======== MATERIAL PROVIDED ========

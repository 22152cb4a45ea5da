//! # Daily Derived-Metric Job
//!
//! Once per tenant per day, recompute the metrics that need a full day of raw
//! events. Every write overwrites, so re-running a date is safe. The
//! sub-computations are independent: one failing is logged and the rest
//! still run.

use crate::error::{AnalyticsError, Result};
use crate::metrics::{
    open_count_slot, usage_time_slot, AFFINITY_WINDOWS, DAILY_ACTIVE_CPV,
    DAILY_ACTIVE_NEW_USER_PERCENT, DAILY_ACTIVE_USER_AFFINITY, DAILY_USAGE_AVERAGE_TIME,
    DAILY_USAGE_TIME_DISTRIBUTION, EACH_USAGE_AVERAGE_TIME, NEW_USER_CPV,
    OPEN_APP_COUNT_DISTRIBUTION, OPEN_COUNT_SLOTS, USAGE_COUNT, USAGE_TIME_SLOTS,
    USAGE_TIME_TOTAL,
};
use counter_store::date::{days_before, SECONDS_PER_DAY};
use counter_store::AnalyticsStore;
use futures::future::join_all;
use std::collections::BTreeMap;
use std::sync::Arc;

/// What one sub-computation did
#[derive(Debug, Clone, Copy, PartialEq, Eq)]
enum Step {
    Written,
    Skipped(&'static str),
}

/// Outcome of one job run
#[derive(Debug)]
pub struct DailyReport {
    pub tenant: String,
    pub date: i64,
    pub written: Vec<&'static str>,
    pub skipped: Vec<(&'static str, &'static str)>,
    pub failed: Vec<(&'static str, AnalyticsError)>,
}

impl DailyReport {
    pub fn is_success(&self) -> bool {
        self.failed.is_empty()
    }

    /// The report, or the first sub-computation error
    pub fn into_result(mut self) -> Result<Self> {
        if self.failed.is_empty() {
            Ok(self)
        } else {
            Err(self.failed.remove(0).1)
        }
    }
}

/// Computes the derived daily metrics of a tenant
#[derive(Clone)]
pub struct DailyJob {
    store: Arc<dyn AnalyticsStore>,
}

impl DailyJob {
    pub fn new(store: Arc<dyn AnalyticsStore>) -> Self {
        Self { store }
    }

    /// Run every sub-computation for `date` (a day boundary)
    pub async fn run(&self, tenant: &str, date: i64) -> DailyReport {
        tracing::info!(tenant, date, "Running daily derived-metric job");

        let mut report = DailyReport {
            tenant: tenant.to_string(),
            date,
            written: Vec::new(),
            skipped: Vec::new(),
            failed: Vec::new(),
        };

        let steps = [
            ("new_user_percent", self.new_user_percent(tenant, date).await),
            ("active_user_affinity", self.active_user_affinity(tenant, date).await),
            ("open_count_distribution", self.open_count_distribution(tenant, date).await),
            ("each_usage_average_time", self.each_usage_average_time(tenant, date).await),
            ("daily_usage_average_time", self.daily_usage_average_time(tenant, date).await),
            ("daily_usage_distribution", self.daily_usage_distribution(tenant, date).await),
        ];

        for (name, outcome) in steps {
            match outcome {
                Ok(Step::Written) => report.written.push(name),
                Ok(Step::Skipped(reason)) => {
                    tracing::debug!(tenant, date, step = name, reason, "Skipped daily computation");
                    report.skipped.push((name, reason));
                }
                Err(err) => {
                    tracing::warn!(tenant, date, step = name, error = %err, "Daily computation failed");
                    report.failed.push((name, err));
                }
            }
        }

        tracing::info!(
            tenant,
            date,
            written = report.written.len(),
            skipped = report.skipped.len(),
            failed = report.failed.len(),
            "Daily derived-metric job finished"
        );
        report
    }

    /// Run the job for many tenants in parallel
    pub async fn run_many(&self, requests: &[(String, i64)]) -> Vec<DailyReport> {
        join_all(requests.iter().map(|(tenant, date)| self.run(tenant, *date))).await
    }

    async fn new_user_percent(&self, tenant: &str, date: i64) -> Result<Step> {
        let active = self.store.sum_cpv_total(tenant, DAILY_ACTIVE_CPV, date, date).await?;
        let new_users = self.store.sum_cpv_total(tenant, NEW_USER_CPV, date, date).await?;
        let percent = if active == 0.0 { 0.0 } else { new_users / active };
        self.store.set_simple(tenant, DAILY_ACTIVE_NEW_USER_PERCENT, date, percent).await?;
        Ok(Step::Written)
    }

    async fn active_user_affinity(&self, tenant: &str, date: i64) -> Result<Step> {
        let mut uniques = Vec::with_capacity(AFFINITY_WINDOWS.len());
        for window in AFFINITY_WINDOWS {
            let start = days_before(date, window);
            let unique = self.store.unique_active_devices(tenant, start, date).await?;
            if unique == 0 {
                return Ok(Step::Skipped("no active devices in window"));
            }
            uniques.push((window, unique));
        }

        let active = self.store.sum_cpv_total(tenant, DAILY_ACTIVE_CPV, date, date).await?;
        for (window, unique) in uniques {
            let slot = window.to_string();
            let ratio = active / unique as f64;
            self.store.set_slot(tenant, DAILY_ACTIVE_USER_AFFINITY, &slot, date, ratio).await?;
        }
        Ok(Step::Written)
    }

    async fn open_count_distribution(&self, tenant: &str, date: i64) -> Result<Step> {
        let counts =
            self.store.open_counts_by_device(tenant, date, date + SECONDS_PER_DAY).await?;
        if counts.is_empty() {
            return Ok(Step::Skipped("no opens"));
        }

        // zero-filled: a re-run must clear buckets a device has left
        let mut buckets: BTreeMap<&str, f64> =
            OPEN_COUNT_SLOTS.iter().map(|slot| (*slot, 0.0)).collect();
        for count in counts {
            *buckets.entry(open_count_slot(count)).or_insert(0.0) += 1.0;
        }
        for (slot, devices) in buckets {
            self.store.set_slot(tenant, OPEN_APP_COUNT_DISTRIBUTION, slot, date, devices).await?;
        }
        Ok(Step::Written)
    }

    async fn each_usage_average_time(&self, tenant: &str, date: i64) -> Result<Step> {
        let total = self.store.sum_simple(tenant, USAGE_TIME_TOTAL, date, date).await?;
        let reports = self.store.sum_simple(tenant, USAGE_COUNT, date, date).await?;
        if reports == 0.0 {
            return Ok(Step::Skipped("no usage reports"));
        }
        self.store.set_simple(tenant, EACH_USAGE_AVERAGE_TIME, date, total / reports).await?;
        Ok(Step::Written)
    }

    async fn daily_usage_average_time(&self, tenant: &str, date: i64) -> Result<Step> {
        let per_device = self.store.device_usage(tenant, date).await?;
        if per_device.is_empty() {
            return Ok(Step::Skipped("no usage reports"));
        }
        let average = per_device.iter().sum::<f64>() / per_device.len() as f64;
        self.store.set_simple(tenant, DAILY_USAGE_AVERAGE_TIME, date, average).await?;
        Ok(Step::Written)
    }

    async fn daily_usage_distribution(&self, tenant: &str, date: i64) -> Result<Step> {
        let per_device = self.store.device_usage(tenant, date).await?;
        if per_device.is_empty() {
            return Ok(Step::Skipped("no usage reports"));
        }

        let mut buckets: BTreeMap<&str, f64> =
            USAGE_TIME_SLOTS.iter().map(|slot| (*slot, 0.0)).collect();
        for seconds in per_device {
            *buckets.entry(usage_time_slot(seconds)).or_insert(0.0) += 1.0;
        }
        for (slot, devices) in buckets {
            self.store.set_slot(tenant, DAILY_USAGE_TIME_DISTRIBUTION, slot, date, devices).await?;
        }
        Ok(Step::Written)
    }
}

========
======== MATERIAL PROVIDED ========

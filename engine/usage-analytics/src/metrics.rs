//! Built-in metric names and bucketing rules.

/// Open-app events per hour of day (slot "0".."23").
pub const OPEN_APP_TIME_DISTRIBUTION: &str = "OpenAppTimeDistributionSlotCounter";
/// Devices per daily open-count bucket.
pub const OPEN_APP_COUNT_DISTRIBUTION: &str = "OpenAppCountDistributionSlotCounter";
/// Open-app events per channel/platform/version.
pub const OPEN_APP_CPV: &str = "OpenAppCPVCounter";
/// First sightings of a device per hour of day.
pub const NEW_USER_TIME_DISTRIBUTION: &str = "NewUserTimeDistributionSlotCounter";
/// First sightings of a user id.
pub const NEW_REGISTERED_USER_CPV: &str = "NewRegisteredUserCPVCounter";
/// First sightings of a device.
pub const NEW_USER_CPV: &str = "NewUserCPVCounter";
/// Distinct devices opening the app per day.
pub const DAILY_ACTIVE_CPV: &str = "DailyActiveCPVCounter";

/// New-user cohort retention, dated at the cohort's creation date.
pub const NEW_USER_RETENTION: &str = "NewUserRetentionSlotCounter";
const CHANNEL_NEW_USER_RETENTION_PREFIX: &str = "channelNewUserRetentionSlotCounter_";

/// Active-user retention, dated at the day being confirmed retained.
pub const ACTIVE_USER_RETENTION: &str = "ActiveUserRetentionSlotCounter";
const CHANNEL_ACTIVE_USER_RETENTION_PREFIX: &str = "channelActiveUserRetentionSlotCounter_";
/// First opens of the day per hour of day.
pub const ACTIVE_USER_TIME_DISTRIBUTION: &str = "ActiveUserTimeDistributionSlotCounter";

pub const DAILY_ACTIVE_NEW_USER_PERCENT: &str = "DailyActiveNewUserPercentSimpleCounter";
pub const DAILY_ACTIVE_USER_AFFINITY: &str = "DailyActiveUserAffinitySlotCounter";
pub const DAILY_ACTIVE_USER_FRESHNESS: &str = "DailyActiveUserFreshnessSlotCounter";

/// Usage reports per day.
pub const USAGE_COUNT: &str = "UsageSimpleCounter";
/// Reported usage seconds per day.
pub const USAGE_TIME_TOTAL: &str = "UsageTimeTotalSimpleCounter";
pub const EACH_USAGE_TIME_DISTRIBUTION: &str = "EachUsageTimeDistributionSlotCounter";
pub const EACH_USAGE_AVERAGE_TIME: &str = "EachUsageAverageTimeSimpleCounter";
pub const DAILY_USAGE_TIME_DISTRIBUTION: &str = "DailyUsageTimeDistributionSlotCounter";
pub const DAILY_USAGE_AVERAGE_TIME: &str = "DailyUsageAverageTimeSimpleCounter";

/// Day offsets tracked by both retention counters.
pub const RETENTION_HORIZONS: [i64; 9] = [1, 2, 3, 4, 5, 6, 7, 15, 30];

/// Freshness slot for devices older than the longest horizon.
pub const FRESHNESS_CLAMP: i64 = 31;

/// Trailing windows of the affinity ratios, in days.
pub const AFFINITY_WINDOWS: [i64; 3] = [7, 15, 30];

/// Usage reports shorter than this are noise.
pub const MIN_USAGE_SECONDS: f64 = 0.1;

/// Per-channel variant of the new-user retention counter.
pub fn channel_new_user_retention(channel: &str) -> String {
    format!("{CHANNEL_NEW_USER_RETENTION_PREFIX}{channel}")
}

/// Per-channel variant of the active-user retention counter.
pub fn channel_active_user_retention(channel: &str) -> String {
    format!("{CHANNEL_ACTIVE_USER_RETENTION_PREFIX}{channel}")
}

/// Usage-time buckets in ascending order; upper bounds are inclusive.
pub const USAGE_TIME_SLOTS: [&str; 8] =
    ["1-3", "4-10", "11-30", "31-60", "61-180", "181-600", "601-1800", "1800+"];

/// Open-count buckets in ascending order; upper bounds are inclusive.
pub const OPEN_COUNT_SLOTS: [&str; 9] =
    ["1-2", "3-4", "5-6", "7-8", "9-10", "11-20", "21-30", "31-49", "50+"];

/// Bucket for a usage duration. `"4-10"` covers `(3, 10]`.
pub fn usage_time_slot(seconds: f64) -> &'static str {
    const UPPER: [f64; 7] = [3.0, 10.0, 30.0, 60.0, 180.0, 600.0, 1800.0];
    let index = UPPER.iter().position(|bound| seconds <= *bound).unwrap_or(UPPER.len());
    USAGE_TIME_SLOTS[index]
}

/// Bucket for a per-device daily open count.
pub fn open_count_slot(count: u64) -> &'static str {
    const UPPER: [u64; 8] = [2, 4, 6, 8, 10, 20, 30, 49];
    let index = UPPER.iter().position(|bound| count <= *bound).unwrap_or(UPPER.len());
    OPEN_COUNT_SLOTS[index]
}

========

AIM OF THE EXERCISE: Working from the material above, restate word for word the lines between the line with "repository 22152cb4a45ea5da" and the line with "pub skipped: Vec<(&'static", both included, and only those.

RESULT OF THIS TASK:
repository 22152cb4a45ea5da
//! # Daily Derived-Metric Job
//!
//! Once per tenant per day, recompute the metrics that need a full day of raw
//! events. Every write overwrites, so re-running a date is safe. The
//! sub-computations are independent: one failing is logged and the rest
//! still run.

use crate::error::{AnalyticsError, Result};
use crate::metrics::{
    open_count_slot, usage_time_slot, AFFINITY_WINDOWS, DAILY_ACTIVE_CPV,
    DAILY_ACTIVE_NEW_USER_PERCENT, DAILY_ACTIVE_USER_AFFINITY, DAILY_USAGE_AVERAGE_TIME,
    DAILY_USAGE_TIME_DISTRIBUTION, EACH_USAGE_AVERAGE_TIME, NEW_USER_CPV,
    OPEN_APP_COUNT_DISTRIBUTION, OPEN_COUNT_SLOTS, USAGE_COUNT, USAGE_TIME_SLOTS,
    USAGE_TIME_TOTAL,
};
use counter_store::date::{days_before, SECONDS_PER_DAY};
use counter_store::AnalyticsStore;
use futures::future::join_all;
use std::collections::BTreeMap;
use std::sync::Arc;

/// What one sub-computation did
#[derive(Debug, Clone, Copy, PartialEq, Eq)]
enum Step {
    Written,
    Skipped(&'static str),
}

/// Outcome of one job run
#[derive(Debug)]
pub struct DailyReport {
    pub tenant: String,
    pub date: i64,
    pub written: Vec<&'static str>,
    pub skipped: Vec<(&'static str, &'static str)>,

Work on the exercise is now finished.